Fuhlendorf v. Isilon Systems, Inc., 5772-VCN (Del. Ch. Feb. 8, 2011), read the Special Master’s Report by Lawrence Ashby here. Also, on July  22, 2011, the Court issued a letter ruling that addressed who would pay the fees of the Special Master and nuances of the procedure established to present claims to the Special Master.

This decision in an advancement case pending in the Delaware Court of Chancery was made by a veteran Chancery Court practitioner who is widely respected and who was chosen to address the minutiae and the nuances of the contested amount of fees and expenses charged in a matter where advancement was required but there was a dispute about the reasonableness of the fees and costs claimed. The Court in advancement cases does not want to be in the position of reviewing monthly bills after an initial decision to award advancement has been made, so it is not uncommon for a highly regarded member of the Bar to serve as a special master to resolve those quotidian but important details.

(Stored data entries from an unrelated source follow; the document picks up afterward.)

//! Bootloader entry.
//!
//! A module can be put into its bootloader in three ways:
//!
//! - in software, by sending `AT+FUP` to the running application
//! - in hardware, by driving the reset and autorun lines through the GPIO
//!   pins of the FTDI bridge on the development board (bit-bang mode)
//! - both, for the BL654 USB dongle: a hardware reset with autorun blocked
//!   leaves the module in interactive mode, ready for `AT+FUP`
//!
//! Hardware entry is split in two: [`run_sequence`] drives any
//! [`BitbangDevice`] through the pin sequence for a board, and a
//! [`BridgeBackend`] finds and opens the bridge. The libusb backend lives in
//! [`ftdi`] behind the `ftdi` feature.

#[cfg(feature = "ftdi")]
pub mod ftdi;

use {
    crate::error::{Error, Result},
    log::debug,
    std::{fmt, str::FromStr, thread, time::Duration},
};

/// How the module is put into its bootloader before the update.
#[derive(Debug, Clone, Copy, PartialEq, Eq, Default)]
#[cfg_attr(feature = "serde", derive(serde::Serialize))]
pub enum EntryMethod {
    /// The module is already in its bootloader.
    None,
    /// Send `AT+FUP` to the application.
    #[default]
    AtFup,
    /// BL654 USB dongle: hardware reset into interactive mode, then `AT+FUP`.
    Bl654Usb,
    /// Pinnacle 100 DVK: hardware reset straight into the bootloader.
    Pinnacle100,
}

impl EntryMethod {
    /// Every method, in display order.
    pub const ALL: [Self; 4] = [Self::None, Self::AtFup, Self::Bl654Usb, Self::Pinnacle100];

    /// Name used in configuration files and on the command line.
    pub fn name(self) -> &'static str {
        match self {
            Self::None => "none",
            Self::AtFup => "at-fup",
            Self::Bl654Usb => "bl654-usb",
            Self::Pinnacle100 => "pinnacle100",
        }
    }

    /// Whether the port is first opened at the application baud rate.
    pub fn uses_application_baud(self) -> bool {
        matches!(self, Self::AtFup | Self::Bl654Usb)
    }

    /// Whether `AT+FUP` is sent to the application.
    pub fn sends_at_fup(self) -> bool {
        matches!(self, Self::AtFup | Self::Bl654Usb)
    }

    /// Board whose bridge must be bit-banged, if any.
    pub fn bridge_board(self) -> Option<BridgeBoard> {
        match self {
            Self::Bl654Usb => Some(BridgeBoard::Bl654Usb),
            Self::Pinnacle100 => Some(BridgeBoard::Pinnacle100),
            Self::None | Self::AtFup => None,
        }
    }
}

impl fmt::Display for EntryMethod {
    fn fmt(&self, f: &mut fmt::Formatter<'_>) -> fmt::Result {
        f.write_str(self.name())
    }
}

impl FromStr for EntryMethod {
    type Err = Error;

    fn from_str(s: &str) -> Result<Self> {
        Self::ALL
            .into_iter()
            .find(|m| m.name() == s)
            .ok_or_else(|| Error::InvalidSetting(format!("unknown bootloader entry method '{s}'")))
    }
}

/// Bridge GPIO pin masks (FT232R bit-bang bit numbers).
pub mod pins {
    /// RXD.
    pub const RX: u8 = 0x01;
    /// RTS.
    pub const RTS: u8 = 0x04;
    /// BL654 USB: module supply enable.
    pub const BL654_VSP: u8 = 0x20;
    /// Module reset, active low.
    pub const NRESET: u8 = 0x40;
    /// BL654 USB: autorun, held low to stay out of the application.
    pub const BL654_AUTORUN: u8 = 0x80;
    /// Pinnacle 100: bootloader entry, held low to enter.
    pub const PINNACLE100_ENTER_BL: u8 = 0x80;
}

/// Delay between pin states.
pub const STEP_DELAY: Duration = Duration::from_millis(400);

/// Board with a bit-bang capable bridge.
#[derive(Debug, Clone, Copy, PartialEq, Eq)]
pub enum BridgeBoard {
    /// BL654 USB dongle.
    Bl654Usb,
    /// Pinnacle 100 development kit.
    Pinnacle100,
}

impl BridgeBoard {
    /// Pins switched to outputs.
    pub fn output_mask(self) -> u8 {
        match self {
            Self::Bl654Usb => {
                pins::RX | pins::RTS | pins::BL654_VSP | pins::NRESET | pins::BL654_AUTORUN
            },
            Self::Pinnacle100 => pins::RX | pins::RTS | pins::PINNACLE100_ENTER_BL | pins::NRESET,
        }
    }

    /// Pin states written in order; the entry pin stays low throughout.
    ///
    /// Reset is released, asserted, then released again while the entry
    /// pin is held low.
    pub fn steps(self) -> [u8; 3] {
        let idle = match self {
            Self::Bl654Usb => pins::BL654_VSP | pins::RX | pins::RTS,
            Self::Pinnacle100 => pins::RX | pins::RTS,
        };
        [idle | pins::NRESET, idle, idle | pins::NRESET]
    }
}

impl fmt::Display for BridgeBoard {
    fn fmt(&self, f: &mut fmt::Formatter<'_>) -> fmt::Result {
        match self {
            Self::Bl654Usb => f.write_str("BL654 USB"),
            Self::Pinnacle100 => f.write_str("Pinnacle 100"),
        }
    }
}

/// A bridge whose GPIO lines can be driven directly.
pub trait BitbangDevice {
    /// Enter asynchronous bit-bang mode with `mask` as outputs, or leave it.
    fn set_bitbang(&mut self, mask: u8, enable: bool) -> Result<()>;

    /// Set the write chunk size.
    fn set_chunk_size(&mut self, size: u32) -> Result<()>;

    /// Write one pin state.
    fn write_pins(&mut self, value: u8) -> Result<()>;
}

/// Drive `device` through the entry sequence for `board`.
///
/// The bridge is always returned to normal UART mode, also when a pin
/// write fails part way.
pub fn run_sequence<D: BitbangDevice>(
    device: &mut D,
    board: BridgeBoard,
    delay: Duration,
) -> Result<()> {
    let mask = board.output_mask();
    debug!("Entering bit-bang mode on {board} bridge, mask {mask:#04x}");
    device.set_bitbang(mask, true)?;

    let result = device
        .set_chunk_size(1)
        .and_then(|()| {
            for value in board.steps() {
                device.write_pins(value)?;
                thread::sleep(delay);
            }
            Ok(())
        });

    let exit = device.set_bitbang(mask, false);
    result?;
    exit
}

/// Parameters for a hardware entry.
#[derive(Debug, Clone, PartialEq, Eq)]
pub struct BridgeRequest {
    /// Serial port the module is attached to.
    pub port_name: String,
    /// Board to reset.
    pub board: BridgeBoard,
    /// Bridge serial number to use instead of the port's.
    pub serial_override: Option<String>,
}

/// Finds, opens and bit-bangs the bridge for a hardware entry.
pub trait BridgeBackend {
    /// Reset the module into its bootloader.
    ///
    /// Returns the new port name if the OS renamed the serial device while
    /// the bridge was detached.
    fn enter(&mut self, request: &BridgeRequest) -> Result<Option<String>>;
}

/// Backend for builds without USB support.
#[derive(Debug, Default, Clone, Copy)]
pub struct UnsupportedBridge;

impl BridgeBackend for UnsupportedBridge {
    fn enter(&mut self, request: &BridgeRequest) -> Result<Option<String>> {
        Err(Error::EntryNotSupported(format!(
            "{} entry needs a build with the `ftdi` feature",
            request.board
        )))
    }
}

/// Bridge backend for this build.
pub fn default_backend() -> Box<dyn BridgeBackend + Send> {
    #[cfg(feature = "ftdi")]
    {
        Box::new(ftdi::FtdiBackend::default())
    }
    #[cfg(not(feature = "ftdi"))]
    {
        Box::new(UnsupportedBridge)
    }
}

/// Confirms a hardware entry before any pin is driven.
///
/// Returning [`Error::EntryCancelled`] or [`Error::SetupRequired`] aborts the
/// session.
pub trait EntryConsent {
    /// Ask whether `method` may reset the module.
    fn confirm(&mut self, method: EntryMethod) -> Result<()>;
}

impl<F> EntryConsent for F
where
    F: FnMut(EntryMethod) -> Result<()>,
{
    fn confirm(&mut self, method: EntryMethod) -> Result<()> {
        self(method)
    }
}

This is a very useful decision that provides in a practical and minute fashion the types of expenses that will be typically allowed in advancement cases, from the number of lawyers who can attend a deposition (two if actively defending or taking), to whether “working lunches” in one’s office should be included as part of the costs advanced (typically no if you would not charge the client otherwise) to the hourly rates of paralegals and associates that would be appropriate depending on the task. Extensive quotations from, and application of, the reasoning in the the Chancery Court’s advancement decisions in the DeLucca; Duthie and Fasciana cases play a prominent role in this report, that is a “must read” for anyone handling an advancement case or involved in advancement litigation in the Delaware Court of Chancery.

Another advancement case referred to in the report is Katzman v. Comprehensive Care Corp., C.A. No. 589-VCL(Del. Ch.),  which was cited at page 9 of the above linked Special Master’s Report (for a transcript ruling) for the proposition that advancement cases can be decided on the pleadings. The Final Order and Judgment in that case is available here.